(Collected data)
use std::collections::HashMap;
use std::sync::{Arc, Mutex};

use chrono::{DateTime, Duration, Utc};
use tracing::{debug, info, warn};
use uuid::Uuid;

use reel_core::config::ReelConfig;
use reel_core::{DecisionKind, SystemDecision, UserSignal};
use reel_domain::DomainAdapter;

use crate::belief::BeliefState;
use crate::error::DialogError;
use crate::policy::DialogPolicy;
use crate::tracker::BeliefTracker;

/// One live conversation.
#[derive(Debug)]
pub struct DialogSession {
    pub id: Uuid,
    pub started_at: DateTime<Utc>,
    pub last_turn_at: DateTime<Utc>,
    pub ended: bool,
    state: BeliefState,
}

impl DialogSession {
    fn new(id: Uuid) -> Self {
        let now = Utc::now();
        DialogSession {
            id,
            started_at: now,
            last_turn_at: now,
            ended: false,
            state: BeliefState::new(),
        }
    }

    pub fn state(&self) -> &BeliefState {
        &self.state
    }
}

/// Owns the sessions and runs the track-then-decide pipeline for each
/// turn. Thread-safe; the adapter is shared and queried read-only.
pub struct DialogManager {
    adapter: Arc<dyn DomainAdapter>,
    tracker: BeliefTracker,
    policy: DialogPolicy,
    sessions: Mutex<HashMap<Uuid, DialogSession>>,
    config: ReelConfig,
}

impl DialogManager {
    pub fn new(config: ReelConfig, adapter: Arc<dyn DomainAdapter>) -> Self {
        DialogManager {
            adapter,
            tracker: BeliefTracker::new(),
            policy: DialogPolicy::new(config.policy.clone()),
            sessions: Mutex::new(HashMap::new()),
            config,
        }
    }

    pub fn start_session(&self) -> Result<Uuid, DialogError> {
        let id = Uuid::new_v4();
        let mut sessions = self.lock_sessions()?;
        sessions.insert(id, DialogSession::new(id));
        info!(session_id = %id, "session started");
        Ok(id)
    }

    /// Runs one turn: tracker update, policy decision, bookkeeping.
    pub fn handle_turn(
        &self,
        session_id: Uuid,
        signals: &[UserSignal],
    ) -> Result<SystemDecision, DialogError> {
        let mut sessions = self.lock_sessions()?;
        let session = sessions
            .get_mut(&session_id)
            .ok_or(DialogError::SessionNotFound(session_id))?;
        if session.ended {
            return Err(DialogError::SessionEnded(session_id));
        }

        self.tracker
            .update(&mut session.state, signals, self.adapter.as_ref());
        let decision = self.policy.choose(&mut session.state, self.adapter.as_ref());
        session.state.record_decision(decision.clone());
        session.last_turn_at = Utc::now();

        if decision.kind == DecisionKind::Bye {
            session.ended = true;
            info!(session_id = %session_id, "session ended");
        }
        debug!(
            session_id = %session_id,
            decision = %decision.kind,
            turn = session.state.turn_count(),
            "turn handled"
        );
        Ok(decision)
    }

    /// Forgets a session regardless of whether it ended cleanly.
    pub fn end_session(&self, session_id: Uuid) -> Result<(), DialogError> {
        let mut sessions = self.lock_sessions()?;
        sessions
            .remove(&session_id)
            .map(|_| info!(session_id = %session_id, "session removed"))
            .ok_or(DialogError::SessionNotFound(session_id))
    }

    pub fn session_count(&self) -> usize {
        self.lock_sessions().map(|s| s.len()).unwrap_or(0)
    }

    /// Drops sessions idle past the configured timeout. Returns how many
    /// were removed.
    pub fn prune_expired(&self) -> Result<usize, DialogError> {
        let cutoff = Utc::now() - Duration::minutes(self.config.session.timeout_minutes as i64);
        let mut sessions = self.lock_sessions()?;
        let before = sessions.len();
        sessions.retain(|_, session| session.last_turn_at >= cutoff);
        let pruned = before - sessions.len();
        if pruned > 0 {
            warn!(pruned, "expired sessions pruned");
        }
        Ok(pruned)
    }

    fn lock_sessions(
        &self,
    ) -> Result<std::sync::MutexGuard<'_, HashMap<Uuid, DialogSession>>, DialogError> {
        self.sessions
            .lock()
            .map_err(|e| DialogError::Internal(format!("session lock poisoned: {e}")))
    }
}
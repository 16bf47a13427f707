//! Movie domain adapter seam for the Reel dialog manager.
//!
//! Defines the entity record, the derived constraint set, the
//! [`DomainAdapter`] trait the policy queries through, and an in-memory
//! [`MovieCatalog`] implementation used by tests and the demo binary.

pub mod adapter;
pub mod catalog;
pub mod metadata;

pub use adapter::{discriminable, Constraints, DomainAdapter, MatchSummary, MovieRecord, QueryResult};
pub use catalog::MovieCatalog;
pub use metadata::{first_unfilled_system_slot, RECORD_SLOTS, SYSTEM_REQUESTABLE, USER_REQUESTABLE};
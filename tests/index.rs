//! Index durability and lease-safety integration tests.

use std::time::Duration;

use tempfile::TempDir;

use reelvault::index::{Index, IndexError, IndexOptions, Item, Status};

fn fast_opts() -> IndexOptions {
    IndexOptions {
        lease_timeout: Duration::from_millis(100),
        sweep_interval: Duration::from_millis(20),
        retry_delay: Duration::from_millis(10),
        max_attempts: 3,
    }
}

fn ids(raw: &[&str]) -> Vec<String> {
    raw.iter().map(|s| s.to_string()).collect()
}

#[tokio::test]
async fn second_open_fails_while_the_index_is_held() {
    let dir = TempDir::new().unwrap();
    let path = dir.path().join("index.db");

    let index = Index::open(&path, IndexOptions::default()).await.unwrap();

    let err = match Index::open(&path, IndexOptions::default()).await {
        Err(err) => err,
        Ok(_) => panic!("second open must fail"),
    };
    assert!(matches!(err, IndexError::AlreadyOpen));
    assert!(err.to_string().contains("locked"));

    // Releasing the first instance makes the database available again.
    index.close().await.unwrap();
    drop(index);
    let reopened = Index::open(&path, IndexOptions::default()).await.unwrap();
    reopened.close().await.unwrap();
}

#[tokio::test]
async fn torn_trailing_record_is_discarded_on_open() {
    let dir = TempDir::new().unwrap();
    let path = dir.path().join("index.db");

    {
        let index = Index::open(&path, IndexOptions::default()).await.unwrap();
        index.push(&ids(&["VIDEOAAAAAA", "VIDEOBBBBBB"])).await.unwrap();
        index.close().await.unwrap();
    }

    // Simulate a crash mid-append: a record cut off without a newline.
    let mut data = std::fs::read_to_string(&path).unwrap();
    data.push_str(r#"{"items":[{"id":"VIDEOCCCCCC","st"#);
    std::fs::write(&path, data).unwrap();

    let index = Index::open(&path, IndexOptions::default()).await.unwrap();
    let all = index.dump().await;
    let got: Vec<&str> = all.iter().map(|item| item.id.as_str()).collect();
    assert_eq!(got, vec!["VIDEOAAAAAA", "VIDEOBBBBBB"]);
    index.check().await.unwrap();

    // The log is writable again after the torn tail.
    index.push(&ids(&["VIDEOCCCCCC"])).await.unwrap();
    index.close().await.unwrap();
}

#[tokio::test]
async fn corrupt_interior_record_refuses_to_open() {
    let dir = TempDir::new().unwrap();
    let path = dir.path().join("index.db");

    {
        let index = Index::open(&path, IndexOptions::default()).await.unwrap();
        index.push(&ids(&["VIDEOAAAAAA"])).await.unwrap();
        index.close().await.unwrap();
    }

    let mut data = std::fs::read_to_string(&path).unwrap();
    data = format!("not json at all\n{}", data);
    std::fs::write(&path, data).unwrap();

    let err = match Index::open(&path, IndexOptions::default()).await {
        Err(err) => err,
        Ok(_) => panic!("corrupt log must not open"),
    };
    assert!(matches!(err, IndexError::Corrupt(_)));
}

#[tokio::test]
async fn every_pushed_id_is_popped_exactly_once() {
    let dir = TempDir::new().unwrap();
    let index = Index::open(dir.path().join("index.db"), IndexOptions::default())
        .await
        .unwrap();

    let all: Vec<String> = (0..20).map(|i| format!("VIDEO{:06}", i)).collect();
    assert_eq!(index.push(&all).await.unwrap(), all.len());

    let mut queued = index.get(Status::New, all.len()).await.unwrap();
    for item in &mut queued {
        item.status = Status::Enqueued;
    }
    index.put(queued).await.unwrap();

    let mut seen = std::collections::HashSet::new();
    loop {
        let popped = index.pop(3).await.unwrap();
        if popped.is_empty() {
            break;
        }
        for item in popped {
            assert_eq!(item.status, Status::InProgress);
            assert!(seen.insert(item.id.clone()), "{} popped twice", item.id);
        }
    }
    assert_eq!(seen.len(), all.len());

    index.check().await.unwrap();
    index.close().await.unwrap();
}

#[tokio::test]
async fn expired_lease_returns_to_the_queue() {
    let dir = TempDir::new().unwrap();
    let index = Index::open(dir.path().join("index.db"), fast_opts())
        .await
        .unwrap();

    let mut item = Item::new("VIDEOAAAAAA");
    item.status = Status::Enqueued;
    index.put(vec![item]).await.unwrap();

    assert_eq!(index.pop(1).await.unwrap().len(), 1);
    assert!(index.pop(1).await.unwrap().is_empty());

    // Lease timeout plus a few sweep ticks.
    tokio::time::sleep(Duration::from_millis(300)).await;

    let popped = index.pop(1).await.unwrap();
    assert_eq!(popped.len(), 1, "reclaimed item must be poppable again");
    assert_eq!(popped[0].id, "VIDEOAAAAAA");

    index.close().await.unwrap();
}

#[tokio::test]
async fn a_beating_holder_is_never_reclaimed() {
    let dir = TempDir::new().unwrap();
    let index = Index::open(dir.path().join("index.db"), fast_opts())
        .await
        .unwrap();

    let mut item = Item::new("VIDEOAAAAAA");
    item.status = Status::Enqueued;
    index.put(vec![item]).await.unwrap();
    index.pop(1).await.unwrap();

    // Beat at a third of the lease timeout for several lease periods.
    for _ in 0..15 {
        index.beat("VIDEOAAAAAA");
        tokio::time::sleep(Duration::from_millis(30)).await;
        let all = index.dump().await;
        assert_eq!(all[0].status, Status::InProgress);
    }

    index.close().await.unwrap();
}

#[tokio::test]
async fn oversized_log_is_compacted_on_open() {
    let dir = TempDir::new().unwrap();
    let path = dir.path().join("index.db");

    {
        let index = Index::open(&path, IndexOptions::default()).await.unwrap();
        index.push(&ids(&["VIDEOAAAAAA"])).await.unwrap();

        // Churn a single item through far more transactions than there are
        // live items.
        for i in 0..1100u32 {
            let mut item = Item::new("VIDEOAAAAAA");
            item.status = if i % 2 == 0 {
                Status::Enqueued
            } else {
                Status::New
            };
            index.put(vec![item]).await.unwrap();
        }
        index.close().await.unwrap();
    }

    let before = std::fs::read_to_string(&path).unwrap().lines().count();
    assert!(before > 1000);

    let index = Index::open(&path, IndexOptions::default()).await.unwrap();
    let all = index.dump().await;
    assert_eq!(all.len(), 1);
    assert_eq!(all[0].id, "VIDEOAAAAAA");
    index.check().await.unwrap();
    index.close().await.unwrap();

    let after = std::fs::read_to_string(&path).unwrap().lines().count();
    assert!(after < 10, "log should have been rewritten, got {} lines", after);
}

- WHAT YOU WILL DO -
All that belongs in your answer is the stretch of entries above from the line with "let decision = self.policy.choose(&mut" through the line with "and an in-memory", printed exactly.

- REPLY TO THE TASK -
        let decision = self.policy.choose(&mut session.state, self.adapter.as_ref());
        session.state.record_decision(decision.clone());
        session.last_turn_at = Utc::now();

        if decision.kind == DecisionKind::Bye {
            session.ended = true;
            info!(session_id = %session_id, "session ended");
        }
        debug!(
            session_id = %session_id,
            decision = %decision.kind,
            turn = session.state.turn_count(),
            "turn handled"
        );
        Ok(decision)
    }

    /// Forgets a session regardless of whether it ended cleanly.
    pub fn end_session(&self, session_id: Uuid) -> Result<(), DialogError> {
        let mut sessions = self.lock_sessions()?;
        sessions
            .remove(&session_id)
            .map(|_| info!(session_id = %session_id, "session removed"))
            .ok_or(DialogError::SessionNotFound(session_id))
    }

    pub fn session_count(&self) -> usize {
        self.lock_sessions().map(|s| s.len()).unwrap_or(0)
    }

    /// Drops sessions idle past the configured timeout. Returns how many
    /// were removed.
    pub fn prune_expired(&self) -> Result<usize, DialogError> {
        let cutoff = Utc::now() - Duration::minutes(self.config.session.timeout_minutes as i64);
        let mut sessions = self.lock_sessions()?;
        let before = sessions.len();
        sessions.retain(|_, session| session.last_turn_at >= cutoff);
        let pruned = before - sessions.len();
        if pruned > 0 {
            warn!(pruned, "expired sessions pruned");
        }
        Ok(pruned)
    }

    fn lock_sessions(
        &self,
    ) -> Result<std::sync::MutexGuard<'_, HashMap<Uuid, DialogSession>>, DialogError> {
        self.sessions
            .lock()
            .map_err(|e| DialogError::Internal(format!("session lock poisoned: {e}")))
    }
}
repository 16bf47a13427f707
//! Movie domain adapter seam for the Reel dialog manager.
//!
//! Defines the entity record, the derived constraint set, the
//! [`DomainAdapter`] trait the policy queries through, and an in-memory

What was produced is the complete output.